Memories can be long in politics. 100 years before a liberal secular regime in Spain had confiscated Church lands and thereby closed Poblet Monastery. Generalissimo Franco did not approve of this and sought to put things back together. So slip on your smoking jacket, fill your pipe, take your first sip of your adult beverage, and sit back in your most comfortable chair. Welcome to todays offering from The Philatelist.

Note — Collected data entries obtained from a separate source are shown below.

//! Runtime dispatcher for compiled megabuilder grammars.
//!
//! A [`Builder`] walks the DFA produced by `megabuilder-compiler`, forwarding
//! each accepted call to a user [`Actions`] object.

#![cfg_attr(coverage_nightly, feature(coverage_attribute))]

pub mod engine;

pub use engine::{
    ActionError, Actions, Builder, NoopTracer, PrintTracer, RecordedCall, Recorder, RuntimeError,
    Tracer, Verbosity,
};
//! Nondeterministic automaton with epsilon edges.
//!
//! State 0 is the start and state 1 the single accepting state. Ids come from
//! a counter and are never reused. A state may carry several labelled edges
//! for the same term; subset construction merges them.

use std::collections::BTreeSet;
use std::fmt;

use megabuilder_core::{Colors, TermId, TermTable};

#[derive(Clone, Copy, PartialEq, Eq, PartialOrd, Ord, Hash, Debug)]
pub struct NfaStateId(u32);

impl NfaStateId {
    #[inline]
    pub fn as_u32(self) -> u32 {
        self.0
    }

    #[inline]
    pub fn index(self) -> usize {
        self.0 as usize
    }
}

impl fmt::Display for NfaStateId {
    fn fmt(&self, f: &mut fmt::Formatter<'_>) -> fmt::Result {
        write!(f, "N{}", self.0)
    }
}

#[derive(Clone, Debug, Default, PartialEq, Eq)]
pub struct NfaState {
    is_final: bool,
    epsilons: Vec<NfaStateId>,
    transitions: Vec<(TermId, NfaStateId)>,
}

impl NfaState {
    pub fn is_final(&self) -> bool {
        self.is_final
    }

    /// Epsilon successors, deduplicated, in insertion order.
    pub fn epsilons(&self) -> &[NfaStateId] {
        &self.epsilons
    }

    /// Labelled edges in insertion order.
    pub fn transitions(&self) -> &[(TermId, NfaStateId)] {
        &self.transitions
    }
}

#[derive(Clone, Debug, PartialEq, Eq)]
pub struct Nfa {
    states: Vec<NfaState>,
}

impl Nfa {
    pub const START: NfaStateId = NfaStateId(0);
    pub const ACCEPT: NfaStateId = NfaStateId(1);

    /// The two fixed states: 0 (start) and 1 (accepting).
    pub fn new() -> Self {
        Self {
            states: vec![
                NfaState::default(),
                NfaState {
                    is_final: true,
                    ..NfaState::default()
                },
            ],
        }
    }

    pub fn add_state(&mut self) -> NfaStateId {
        let id = NfaStateId(self.states.len() as u32);
        self.states.push(NfaState::default());
        id
    }

    pub fn add_epsilon(&mut self, from: NfaStateId, to: NfaStateId) {
        let epsilons = &mut self.states[from.index()].epsilons;
        if !epsilons.contains(&to) {
            epsilons.push(to);
        }
    }

    pub fn add_transition(&mut self, from: NfaStateId, term: TermId, to: NfaStateId) {
        let transitions = &mut self.states[from.index()].transitions;
        if !transitions.contains(&(term, to)) {
            transitions.push((term, to));
        }
    }

    pub fn state(&self, id: NfaStateId) -> &NfaState {
        &self.states[id.index()]
    }

    pub fn len(&self) -> usize {
        self.states.len()
    }

    pub fn is_empty(&self) -> bool {
        self.states.is_empty()
    }

    pub fn iter(&self) -> impl Iterator<Item = (NfaStateId, &NfaState)> {
        self.states
            .iter()
            .enumerate()
            .map(|(i, s)| (NfaStateId(i as u32), s))
    }

    /// Everything reachable from `seed` through epsilon edges, seed included.
    ///
    /// Worklist fixpoint: loops built by `*` and `+` make epsilon cycles.
    pub fn epsilon_closure(&self, seed: impl IntoIterator<Item = NfaStateId>) -> BTreeSet<NfaStateId> {
        let mut closure = BTreeSet::new();
        let mut worklist: Vec<NfaStateId> = seed.into_iter().collect();

        while let Some(id) = worklist.pop() {
            if !closure.insert(id) {
                continue;
            }
            for &next in &self.state(id).epsilons {
                if !closure.contains(&next) {
                    worklist.push(next);
                }
            }
        }
        closure
    }

    pub fn any_final(&self, set: &BTreeSet<NfaStateId>) -> bool {
        set.iter().any(|&id| self.state(id).is_final)
    }

    /// All states reachable from `set` on `term`, closed under epsilon.
    pub fn advance(&self, set: &BTreeSet<NfaStateId>, term: TermId) -> BTreeSet<NfaStateId> {
        let targets = set.iter().flat_map(|&id| {
            self.state(id)
                .transitions
                .iter()
                .filter(move |(t, _)| *t == term)
                .map(|&(_, to)| to)
        });
        self.epsilon_closure(targets)
    }

    /// Terms with at least one outgoing edge from `set`.
    pub fn next_terms(&self, set: &BTreeSet<NfaStateId>) -> BTreeSet<TermId> {
        set.iter()
            .flat_map(|&id| self.state(id).transitions.iter().map(|&(t, _)| t))
            .collect()
    }

    /// Direct simulation: the epsilon-closed state set after `trace`.
    pub fn simulate(&self, trace: &[TermId]) -> BTreeSet<NfaStateId> {
        let mut current = self.epsilon_closure([Self::START]);
        for &term in trace {
            if current.is_empty() {
                break;
            }
            current = self.advance(&current, term);
        }
        current
    }

    pub fn accepts(&self, trace: &[TermId]) -> bool {
        self.any_final(&self.simulate(trace))
    }

    pub fn dump(&self, terms: &TermTable, colors: Colors) -> String {
        NfaDump {
            nfa: self,
            terms,
            colors,
        }
        .to_string()
    }
}

impl Default for Nfa {
    fn default() -> Self {
        Self::new()
    }
}

struct NfaDump<'a> {
    nfa: &'a Nfa,
    terms: &'a TermTable,
    colors: Colors,
}

impl fmt::Display for NfaDump<'_> {
    fn fmt(&self, f: &mut fmt::Formatter<'_>) -> fmt::Result {
        let c = self.colors;
        for (id, state) in self.nfa.iter() {
            write!(f, "{}{id}{}", c.state, c.reset)?;
            if state.is_final {
                write!(f, " {}accept{}", c.accept, c.reset)?;
            }
            writeln!(f)?;

            for &(term, to) in &state.transitions {
                let label = self
                    .terms
                    .try_get(term)
                    .map_or_else(|| format!("#{}", term.as_u32()), ToString::to_string);
                writeln!(f, "  {label} {}->{} {}{to}{}", c.dim, c.reset, c.state, c.reset)?;
            }
            for &to in &state.epsilons {
                writeln!(f, "  {}ε ->{} {}{to}{}", c.dim, c.reset, c.state, c.reset)?;
            }
        }
        Ok(())
    }
}
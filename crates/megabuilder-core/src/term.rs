//! Grammar terms and their interner.
//!
//! A term is identified by its `(name, alias)` pair. The name is what the
//! grammar spells; the alias is the callable a builder exposes for it, and
//! defaults to the name. Two spellings of the same pair share one [`TermId`].

use indexmap::IndexSet;
use serde::Serialize;

/// Dense handle to an interned term. Ordered by insertion, not by name.
#[derive(Clone, Copy, PartialEq, Eq, PartialOrd, Ord, Hash, Debug, Serialize)]
#[serde(transparent)]
pub struct TermId(u32);

impl TermId {
    #[inline]
    pub fn as_u32(self) -> u32 {
        self.0
    }

    #[inline]
    pub fn index(self) -> usize {
        self.0 as usize
    }

    /// Create a TermId from a raw index. The index must come from the same table.
    #[inline]
    pub fn from_raw(index: u32) -> Self {
        Self(index)
    }
}

#[derive(Clone, PartialEq, Eq, Hash, Debug, Serialize)]
pub struct Term {
    name: String,
    alias: String,
}

impl Term {
    /// A term whose callable name is its own name.
    pub fn plain(name: impl Into<String>) -> Self {
        let name = name.into();
        Self {
            alias: name.clone(),
            name,
        }
    }

    pub fn aliased(name: impl Into<String>, alias: impl Into<String>) -> Self {
        Self {
            name: name.into(),
            alias: alias.into(),
        }
    }

    /// Declared name, as spelled before `:` in the grammar.
    pub fn name(&self) -> &str {
        &self.name
    }

    /// Callable name used by builder calls.
    pub fn alias(&self) -> &str {
        &self.alias
    }

    pub fn is_aliased(&self) -> bool {
        self.name != self.alias
    }
}

impl std::fmt::Display for Term {
    fn fmt(&self, f: &mut std::fmt::Formatter<'_>) -> std::fmt::Result {
        if self.is_aliased() {
            write!(f, "{}:{}", self.name, self.alias)
        } else {
            f.write_str(&self.name)
        }
    }
}

/// Term interner: every distinct `(name, alias)` pair gets one [`TermId`].
#[derive(Debug, Clone, Default, PartialEq, Eq, Serialize)]
#[serde(transparent)]
pub struct TermTable {
    terms: IndexSet<Term>,
}

impl TermTable {
    pub fn new() -> Self {
        Self::default()
    }

    /// Intern a term, returning the existing id if the pair was seen before.
    pub fn intern(&mut self, term: Term) -> TermId {
        let (index, _) = self.terms.insert_full(term);
        TermId(index as u32)
    }

    pub fn intern_plain(&mut self, name: &str) -> TermId {
        self.intern(Term::plain(name))
    }

    pub fn intern_aliased(&mut self, name: &str, alias: &str) -> TermId {
        self.intern(Term::aliased(name, alias))
    }

    /// Resolve an id back to its term.
    ///
    /// # Panics
    /// Panics if the id was not created by this table.
    #[inline]
    pub fn get(&self, id: TermId) -> &Term {
        &self.terms[id.index()]
    }

    #[inline]
    pub fn try_get(&self, id: TermId) -> Option<&Term> {
        self.terms.get_index(id.index())
    }

    pub fn find(&self, name: &str, alias: &str) -> Option<TermId> {
        self.terms
            .get_index_of(&Term::aliased(name, alias))
            .map(|i| TermId(i as u32))
    }

    /// All terms dispatched under the callable `alias`, in insertion order.
    pub fn by_alias<'a>(&'a self, alias: &'a str) -> impl Iterator<Item = TermId> + 'a {
        self.iter()
            .filter(move |(_, t)| t.alias() == alias)
            .map(|(id, _)| id)
    }

    /// Distinct callable names, in first-seen order.
    pub fn callables(&self) -> Vec<&str> {
        let mut seen = IndexSet::new();
        for term in &self.terms {
            seen.insert(term.alias());
        }
        seen.into_iter().collect()
    }

    #[inline]
    pub fn len(&self) -> usize {
        self.terms.len()
    }

    #[inline]
    pub fn is_empty(&self) -> bool {
        self.terms.is_empty()
    }

    pub fn iter(&self) -> impl Iterator<Item = (TermId, &Term)> {
        self.terms
            .iter()
            .enumerate()
            .map(|(i, t)| (TermId(i as u32), t))
    }
}
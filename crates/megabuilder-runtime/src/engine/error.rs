use megabuilder_core::DfaStateId;

use super::actions::ActionError;

/// Errors raised while driving a builder chain.
///
/// None of them touch the shared DFA; only the chain that raised one is
/// affected.
#[derive(Debug, Clone, PartialEq, Eq, thiserror::Error)]
pub enum RuntimeError {
    #[error("`{callable}` is not allowed in state {state}, expected {}", expected_list(expected))]
    InvalidTransition {
        callable: String,
        state: DfaStateId,
        expected: Vec<String>,
    },

    #[error("cannot build in non-accepting state {state}")]
    PrematureBuild { state: DfaStateId },

    #[error("`{callable}` is ambiguous in state {state} between {}", candidates.join(", "))]
    AmbiguousCall {
        callable: String,
        state: DfaStateId,
        candidates: Vec<String>,
    },

    #[error("action `{callable}` failed: {source}")]
    Action {
        callable: String,
        #[source]
        source: ActionError,
    },
}

fn expected_list(expected: &[String]) -> String {
    if expected.is_empty() {
        return "no further calls".to_owned();
    }
    let quoted: Vec<String> = expected.iter().map(|name| format!("`{name}`")).collect();
    quoted.join(", ")
}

Under Franco’s long reign in Spain, much was done to restore physically what was done to the many historic and Holy places that had once belonged to the Catholic church. The result of this was a long series of stamps from Spain that showed the beauty and majesty of these sites. While by the end of Franco’s rule in the mid 70s this style of stamp was looking somewhat out of style, I can understand why Franco felt the restoration of the sites was an achievement that should be remembered.

Todays stamp is issue A285, a 3 Peseta stamp issued by Spain on February 25th, 1963. It was part of a four stamp issue in various denominations that honored the restoration of the Poblet Monastery. According to the Scott catalog, the stamp is worth 25 cents used.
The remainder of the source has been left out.